» **Records shown**:
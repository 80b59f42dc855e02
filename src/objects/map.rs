use crate::object::{Obj, ObjType};
use crate::objects::string::ObjString;
use crate::value::Value;

/// The `Map` primitive type, keyed by string. Modeled on the same
/// open-addressing `Table` globals and class fields already use, since
/// that's the one hash-table design already in this codebase.
#[repr(C)]
pub struct ObjMap {
    pub obj: Obj,
    pub table: crate::table::Table,
}

impl ObjMap {
    pub fn new() -> ObjMap {
        ObjMap { obj: Obj::header(ObjType::Map), table: crate::table::Table::new() }
    }

    pub fn get(&self, key: *mut ObjString) -> Option<Value> {
        self.table.get(key)
    }

    pub fn set(&mut self, key: *mut ObjString, value: Value) -> bool {
        self.table.set(key, value)
    }

    pub fn delete(&mut self, key: *mut ObjString) -> bool {
        self.table.delete(key)
    }

    pub fn len(&self) -> usize {
        self.table.len()
    }

    pub fn is_empty(&self) -> bool {
        self.table.is_empty()
    }
}

impl Default for ObjMap {
    fn default() -> ObjMap {
        ObjMap::new()
    }
}
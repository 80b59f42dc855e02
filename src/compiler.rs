//! Single-pass Pratt-parsing compiler: tokens in, a top-level `ObjFunction`
//! out. Every nested `fun`/`fn` body gets its own `Compiler` frame linked to
//! its enclosing one via `enclosing`.
//!
//! Local variables, upvalue capture/dedup, and the `ClassCompiler` stack for
//! `super` all follow the standard single-pass bytecode-compiler algorithm:
//! a local is a stack slot tracked by name and scope depth; an upvalue is
//! resolved by walking the enclosing compiler chain and is deduplicated per
//! function; `this`/`super` are ordinary locals reserved at closure-creation
//! time, not special-cased at the bytecode level.

use crate::chunk::{Chunk, OpCode};
use crate::object::Obj;
use crate::objects::function::ObjFunction;
use crate::scanner::{Scanner, Token, TokenType};
use crate::value::Value;
use crate::vm::Vm;

#[derive(Debug, Clone, Copy, PartialEq)]
enum FunctionType {
    Function,
    Script,
    Method,
    Initializer,
}

#[derive(Debug, Clone, Copy, PartialEq, PartialOrd)]
#[repr(u8)]
enum Precedence {
    None,
    Assignment, // =
    Or,         // or
    And,        // and
    Equality,   // == !=
    Comparison, // < > <= >=
    Term,       // + -
    Factor,     // * / %
    Unary,      // ! -
    Call,       // . () []
    Primary,
}

impl Precedence {
    fn next(self) -> Precedence {
        match self {
            Precedence::None => Precedence::Assignment,
            Precedence::Assignment => Precedence::Or,
            Precedence::Or => Precedence::And,
            Precedence::And => Precedence::Equality,
            Precedence::Equality => Precedence::Comparison,
            Precedence::Comparison => Precedence::Term,
            Precedence::Term => Precedence::Factor,
            Precedence::Factor => Precedence::Unary,
            Precedence::Unary => Precedence::Call,
            Precedence::Call => Precedence::Primary,
            Precedence::Primary => Precedence::Primary,
        }
    }
}

type ParseFn = fn(&mut Parser<'_>, bool);

#[derive(Clone, Copy)]
struct ParseRule {
    prefix: Option<ParseFn>,
    infix: Option<ParseFn>,
    precedence: Precedence,
}

impl ParseRule {
    const fn new(prefix: Option<ParseFn>, infix: Option<ParseFn>, precedence: Precedence) -> ParseRule {
        ParseRule { prefix, infix, precedence }
    }
}

const NUM_TOKENS: usize = TokenType::Eof as usize + 1;
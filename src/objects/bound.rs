use crate::object::{Obj, ObjType};
use crate::objects::closure::ObjClosure;
use crate::objects::native::ObjNative;
use crate::value::Value;

/// A method looked up off an instance, paired with the receiver it was
/// pulled from. Calling it pushes `receiver` back into slot 0 the way a
/// direct method call would.
#[repr(C)]
pub struct ObjBoundMethod {
    pub obj: Obj,
    pub receiver: Value,
    pub method: *mut ObjClosure,
}

impl ObjBoundMethod {
    pub fn new(receiver: Value, method: *mut ObjClosure) -> ObjBoundMethod {
        ObjBoundMethod { obj: Obj::header(ObjType::BoundMethod), receiver, method }
    }
}

/// Same idea as `ObjBoundMethod` but for a primitive-class method backed by
/// a native function (string/number/list/map builtins).
#[repr(C)]
pub struct ObjBoundNative {
    pub obj: Obj,
    pub receiver: Value,
    pub method: *mut ObjNative,
}

impl ObjBoundNative {
    pub fn new(receiver: Value, method: *mut ObjNative) -> ObjBoundNative {
        ObjBoundNative { obj: Obj::header(ObjType::BoundNative), receiver, method }
    }
}
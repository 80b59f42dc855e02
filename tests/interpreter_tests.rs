//! End-to-end scenarios against the public `Vm` entry point, run as
//! black-box integration tests through the crate's public API rather than
//! internal module paths.

use std::sync::{Arc, Mutex};

use cmel::vm::{InterpretResult, Vm};

fn run(source: &str) -> InterpretResult {
    let mut vm = Vm::new();
    vm.interpret(source)
}

/// Runs `source` and returns (result, everything printed, one line per
/// `print` with its trailing newline stripped).
fn run_capturing(source: &str) -> (InterpretResult, Vec<String>) {
    let mut vm = Vm::new();
    let sink = Arc::new(Mutex::new(Vec::new()));
    vm.set_output(sink.clone());
    let result = vm.interpret(source);
    let bytes = sink.lock().unwrap().clone();
    let text = String::from_utf8(bytes).unwrap();
    let lines = text.lines().map(str::to_string).collect();
    (result, lines)
}

#[test]
fn arithmetic() {
    let (result, lines) = run_capturing("print 1 + 2;");
    assert_eq!(result, InterpretResult::Ok);
    assert_eq!(lines, vec!["3"]);
}

#[test]
fn string_and_number_concat() {
    let (result, lines) = run_capturing("var s = \"hi\"; print s + \" \" + 2;");
    assert_eq!(result, InterpretResult::Ok);
    assert_eq!(lines, vec!["hi 2"]);
}

#[test]
fn class_init_and_method() {
    let source = "class A { init(x){ this.x = x; } get(){ return this.x; } } print A(7).get();";
    let (result, lines) = run_capturing(source);
    assert_eq!(result, InterpretResult::Ok);
    assert_eq!(lines, vec!["7"]);
}

#[test]
fn inheritance_with_super() {
    let source = "class A { get(){ return this.x; } init(x){ this.x = x; } } \
                  class B < A { get(){ return super.get() + 1; } } \
                  print B(4).get();";
    let (result, lines) = run_capturing(source);
    assert_eq!(result, InterpretResult::Ok);
    assert_eq!(lines, vec!["5"]);
}

#[test]
fn closures_share_captured_state_across_calls() {
    let source = "fun make(){ var i = 0; fun inc(){ i = i + 1; return i; } return inc; } \
                  var f = make(); print f(); print f();";
    let (result, lines) = run_capturing(source);
    assert_eq!(result, InterpretResult::Ok);
    assert_eq!(lines, vec!["1", "2"]);
}

#[test]
fn list_map_then_sum() {
    let (result, lines) = run_capturing("var xs = [1,2,3]; print xs.map(fn(x) -> x*x).sum();");
    assert_eq!(result, InterpretResult::Ok);
    assert_eq!(lines, vec!["14"]);
}

#[test]
fn module_import_from_exposes_only_named_export() {
    let source = r#"import square from "tests/fixtures/math"; print square(9);"#;
    let (result, lines) = run_capturing(source);
    assert_eq!(result, InterpretResult::Ok);
    assert_eq!(lines, vec!["81"]);
}

#[test]
fn module_values_are_independent_of_importer_globals() {
    // Re-assigning the imported name locally must not perturb the cached
    // module's own top-level binding.
    let source = r#"
        import square from "tests/fixtures/math";
        var square = 0;
        import square from "tests/fixtures/math";
        print square(5);
    "#;
    let (result, lines) = run_capturing(source);
    assert_eq!(result, InterpretResult::Ok);
    assert_eq!(lines, vec!["25"]);
}

#[test]
fn adding_a_number_to_a_bool_is_a_runtime_error() {
    assert_eq!(run("print 1 + true;"), InterpretResult::RuntimeError);
}

#[test]
fn calling_undefined_variable_is_a_runtime_error() {
    assert_eq!(run("print undefinedThing;"), InterpretResult::RuntimeError);
}

#[test]
fn map_build_and_index() {
    let source = r#"var m = {"a": 1, "b": 2}; print m["a"] + m["b"];"#;
    let (result, lines) = run_capturing(source);
    assert_eq!(result, InterpretResult::Ok);
    assert_eq!(lines, vec!["3"]);
}

#[test]
fn list_reverse_is_its_own_inverse_elementwise() {
    let source = r#"
        var xs = [1,2,3];
        var ys = xs.reverse().reverse();
        print ys[0] == xs[0] and ys[1] == xs[1] and ys[2] == xs[2];
    "#;
    let (result, lines) = run_capturing(source);
    assert_eq!(result, InterpretResult::Ok);
    assert_eq!(lines, vec!["true"]);
}
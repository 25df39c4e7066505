//! Prompt repository for eligibility reads and generation state transitions
//!
//! Every state change runs in an `IMMEDIATE` transaction on its own
//! connection and is followed by a passive WAL checkpoint so that other
//! processes sharing the database see it promptly.

use crate::db::{CheckpointMode, Database, IsolationLevel};
use crate::error::{truncate_message, MediaError, Result, MAX_ERROR_MESSAGE_CHARS};
use crate::models::{ArtifactStatus, ContentItem, EligibilityPolicy, PromptRecord, PromptType};
use crate::repositories::timestamp;
use chrono::Utc;
use serde::Serialize;
use sqlx::sqlite::{SqliteConnection, SqliteRow};
use sqlx::Row;
use std::sync::Arc;
use std::time::Duration;
use tracing::{debug, info, warn};

const PROMPT_COLUMNS: &str = "p.id, p.prompt_text, p.prompt_type, p.status, p.artifact_status,
     p.created_at, p.completed_at, p.processing_started_at, p.error_message";

const HAS_MATCHING_CONTENT: &str = "EXISTS (
         SELECT 1 FROM prompt_writings pw
         JOIN writings w ON w.id = pw.writing_id
         WHERE pw.prompt_id = p.id AND w.content_type = p.prompt_type
     )";

/// Pending prompt counts per type
#[derive(Debug, Clone, Copy, Default, PartialEq, Eq, Serialize)]
pub struct PendingCounts {
    pub image: i64,
    pub lyrics: i64,
}

impl PendingCounts {
    pub fn total(&self) -> i64 {
        self.image + self.lyrics
    }

    pub fn for_type(&self, prompt_type: PromptType) -> i64 {
        match prompt_type {
            PromptType::Image => self.image,
            PromptType::Lyrics => self.lyrics,
        }
    }
}

/// Repository for prompt database operations
#[derive(Clone, Debug)]
pub struct PromptRepository {
    db: Arc<Database>,
    policy: EligibilityPolicy,
}
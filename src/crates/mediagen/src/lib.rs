//! # mediagen - Prompt-to-media generation pipeline
//!
//! Polls a SQLite database shared with a prompt producer for pending image
//! and lyrics prompts, drives ComfyUI workflow scripts to render them, and
//! records the generated files back as artifacts.
//!
//! ## Features
//!
//! - **Safe sharing** - every state change is a short `IMMEDIATE` transaction
//!   on its own connection, followed by a WAL checkpoint
//! - **Compare-and-swap claims** - two workers never generate the same prompt
//! - **Atomic artifacts** - all files of a generation land together with the
//!   `ready` flip, or none do
//! - **Crash recovery** - prompts stuck in `processing` are reclaimed
//! - **Two front ends** - a background worker for interactive batches and a
//!   periodic service for unattended runs
//!
//! ## Quick Start
//!
//! ```rust,no_run
//! use mediagen::{
//!     Database, GenerationOrchestrator, MediaConfig, PromptType, WorkflowScriptBackend,
//! };
//! use std::sync::Arc;
//!
//! # async fn example(config: MediaConfig) -> mediagen::Result<()> {
//! let db = Arc::new(Database::from_config(&config.database).await?);
//! db.run_migrations().await?;
//!
//! let backend = Arc::new(WorkflowScriptBackend::from_config(&config));
//! let orchestrator = GenerationOrchestrator::from_config(db, &config, backend);
//!
//! let report = orchestrator.run_pending(PromptType::Image, 10).await?;
//! println!("{} generated, {} failed", report.succeeded, report.failed);
//! # Ok(())
//! # }
//! ```

pub mod cli;
pub mod config;
pub mod db;
pub mod error;
pub mod executor;
pub mod logging;
pub mod models;
pub mod repositories;
pub mod service;
pub mod shutdown;
pub mod worker;

pub use config::{ConfigLoader, MediaConfig, ValidationReport};
pub use db::{CheckpointMode, CheckpointOutcome, Database, IsolationLevel, TransactionManager};
pub use executor::{
    BatchReport, GenerationBackend, GenerationOrchestrator, GenerationOutcome, GenerationRequest,
    WorkflowScriptBackend,
};
pub use models::{
    ArtifactRecord, ArtifactStatus, ArtifactType, NewArtifact, PromptPayload, PromptRecord,
    PromptType,
};
pub use repositories::{ArtifactRepository, PromptRepository};
pub use service::{MediaService, ServiceReport};
pub use shutdown::ShutdownCoordinator;
pub use worker::{GenerationWorker, WorkerEvent};

pub use error::{MediaError, Result};
//! Prompt model

use crate::models::artifact::ArtifactType;
use crate::models::payload::{content_json, PromptPayload};
use serde::{Deserialize, Serialize};
use std::fmt;

/// Kind of media a prompt asks for
#[derive(Debug, Clone, Copy, PartialEq, Eq, Hash, Serialize, Deserialize)]
#[serde(rename_all = "lowercase")]
pub enum PromptType {
    /// Still image
    Image,
    /// Song with lyrics
    Lyrics,
}

impl PromptType {
    /// Stored form, shared with the producer
    pub fn as_str(&self) -> &'static str {
        match self {
            Self::Image => "image_prompt",
            Self::Lyrics => "lyrics_prompt",
        }
    }

    /// Short name used on the command line
    pub fn short_name(&self) -> &'static str {
        match self {
            Self::Image => "image",
            Self::Lyrics => "lyrics",
        }
    }

    pub fn all() -> [PromptType; 2] {
        [Self::Image, Self::Lyrics]
    }

    /// Parse either the stored or the short form.
    ///
    /// Legacy `song` rows hold raw text rather than structured lyrics and do
    /// not parse.
    pub fn parse(s: &str) -> Option<Self> {
        match s.trim().to_ascii_lowercase().as_str() {
            "image_prompt" | "image" => Some(Self::Image),
            "lyrics_prompt" | "lyrics" => Some(Self::Lyrics),
            _ => None,
        }
    }

    /// Artifact type produced for this prompt type
    pub fn artifact_type(&self) -> ArtifactType {
        match self {
            Self::Image => ArtifactType::Image,
            Self::Lyrics => ArtifactType::Audio,
        }
    }
}

impl fmt::Display for PromptType {
    fn fmt(&self, f: &mut fmt::Formatter<'_>) -> fmt::Result {
        write!(f, "{}", self.as_str())
    }
}

impl std::str::FromStr for PromptType {
    type Err = String;

    fn from_str(s: &str) -> Result<Self, Self::Err> {
        Self::parse(s).ok_or_else(|| format!("unknown prompt type '{}'", s))
    }
}

/// Generation state of a prompt
#[derive(Debug, Clone, Copy, PartialEq, Eq, Serialize, Deserialize)]
#[serde(rename_all = "lowercase")]
pub enum ArtifactStatus {
    /// Waiting to be generated
    Pending,
    /// Claimed by a worker
    Processing,
    /// Artifacts recorded
    Ready,
    /// Generation failed, see `error_message`
    Error,
}

impl ArtifactStatus {
    pub fn as_str(&self) -> &'static str {
        match self {
            Self::Pending => "pending",
            Self::Processing => "processing",
            Self::Ready => "ready",
            Self::Error => "error",
        }
    }
}

impl fmt::Display for ArtifactStatus {
    fn fmt(&self, f: &mut fmt::Formatter<'_>) -> fmt::Result {
        write!(f, "{}", self.as_str())
    }
}

impl From<&str> for ArtifactStatus {
    fn from(s: &str) -> Self {
        match s {
            "processing" => Self::Processing,
            "ready" => Self::Ready,
            "error" => Self::Error,
            _ => Self::Pending,
        }
    }
}

/// Strict parse for user input; rows use the lenient `From<&str>`
impl std::str::FromStr for ArtifactStatus {
    type Err = String;

    fn from_str(s: &str) -> Result<Self, Self::Err> {
        match s.trim().to_lowercase().as_str() {
            "pending" => Ok(Self::Pending),
            "processing" => Ok(Self::Processing),
            "ready" => Ok(Self::Ready),
            "error" => Ok(Self::Error),
            other => Err(format!(
                "Unknown status '{}': expected pending, processing, ready or error",
                other
            )),
        }
    }
}

/// A content record linked to a prompt
#[derive(Debug, Clone, PartialEq, Serialize, Deserialize)]
pub struct ContentItem {
    pub id: i64,
    /// JSON document text
    pub content: String,
    pub content_type: String,
    pub title: String,
    pub position: i64,
}

/// A prompt hydrated with its matching content records
#[derive(Debug, Clone, PartialEq, Serialize, Deserialize)]
pub struct PromptRecord {
    pub id: i64,
    pub prompt_text: String,
    pub prompt_type: PromptType,
    /// Upstream producer status
    pub status: String,
    pub artifact_status: ArtifactStatus,
    /// Creation timestamp (Unix timestamp)
    pub created_at: i64,
    pub completed_at: Option<i64>,
    /// Set while claimed (Unix timestamp)
    pub processing_started_at: Option<i64>,
    pub error_message: Option<String>,
    /// Content records of this prompt's type, in link order
    pub contents: Vec<ContentItem>,
}

impl PromptRecord {
    /// The content record generation is driven from: the last one in order
    pub fn primary_content(&self) -> Option<&ContentItem> {
        self.contents.last()
    }

    pub fn is_pending(&self) -> bool {
        self.artifact_status == ArtifactStatus::Pending
    }

    /// Raw JSON of the primary content record, `{}` if absent or malformed
    pub fn content_json(&self) -> serde_json::Value {
        content_json(self.primary_content().map_or("", |c| c.content.as_str()))
    }

    /// Leniently parsed payload for display
    pub fn display_payload(&self) -> PromptPayload {
        PromptPayload::parse_lenient(
            self.prompt_type,
            self.primary_content().map_or("", |c| c.content.as_str()),
        )
    }

    /// Best title for listings: the primary record's title, else the payload summary
    pub fn display_title(&self) -> String {
        match self.primary_content() {
            Some(item) if !item.title.trim().is_empty() => item.title.clone(),
            _ => self.display_payload().summary(),
        }
    }
}

/// Which prompts are offered for generation beyond `artifact_status = pending`
#[derive(Debug, Clone, Default, PartialEq, Eq)]
pub struct EligibilityPolicy {
    /// When set, only prompts whose upstream `status` equals this value qualify
    pub required_upstream_status: Option<String>,
}

impl EligibilityPolicy {
    pub fn requiring(status: impl Into<String>) -> Self {
        Self {
            required_upstream_status: Some(status.into()),
        }
    }
}

#[cfg(test)]
mod tests {
    use super::*;

    fn record(contents: Vec<ContentItem>) -> PromptRecord {
        PromptRecord {
            id: 1,
            prompt_text: "make a fox".to_string(),
            prompt_type: PromptType::Image,
            status: "completed".to_string(),
            artifact_status: ArtifactStatus::Pending,
            created_at: 0,
            completed_at: None,
            processing_started_at: None,
            error_message: None,
            contents,
        }
    }

    fn item(id: i64, content: &str, title: &str) -> ContentItem {
        ContentItem {
            id,
            content: content.to_string(),
            content_type: "image_prompt".to_string(),
            title: title.to_string(),
            position: id,
        }
    }

    #[test]
    fn test_prompt_type_round_trip() {
        for ty in PromptType::all() {
            assert_eq!(PromptType::parse(ty.as_str()), Some(ty));
            assert_eq!(PromptType::parse(ty.short_name()), Some(ty));
        }
        assert_eq!(PromptType::parse("video"), None);
        assert_eq!(PromptType::parse("song"), None);
        assert_eq!(PromptType::Lyrics.artifact_type(), ArtifactType::Audio);
    }

    #[test]
    fn test_unknown_status_reads_as_pending() {
        assert_eq!(ArtifactStatus::from("ready"), ArtifactStatus::Ready);
        assert_eq!(ArtifactStatus::from("bogus"), ArtifactStatus::Pending);
        assert_eq!("Error".parse::<ArtifactStatus>(), Ok(ArtifactStatus::Error));
        assert!("bogus".parse::<ArtifactStatus>().is_err());
    }

    #[test]
    fn test_primary_content_is_last() {
        let rec = record(vec![
            item(1, r#"{"prompt":"first"}"#, ""),
            item(2, r#"{"prompt":"second"}"#, ""),
        ]);
        assert_eq!(rec.primary_content().map(|c| c.id), Some(2));
        assert_eq!(rec.display_title(), "second");
    }

    #[test]
    fn test_display_is_lenient() {
        let rec = record(vec![item(1, "not json", "Fox at dawn")]);
        assert_eq!(rec.content_json(), serde_json::json!({}));
        assert_eq!(rec.display_title(), "Fox at dawn");
        assert!(record(vec![]).primary_content().is_none());
    }
}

» **Work order**: Return each line from the entries above that includes "upvalue".

» **Task response**:
//! Local variables, upvalue capture/dedup, and the `ClassCompiler` stack for
//! a local is a stack slot tracked by name and scope depth; an upvalue is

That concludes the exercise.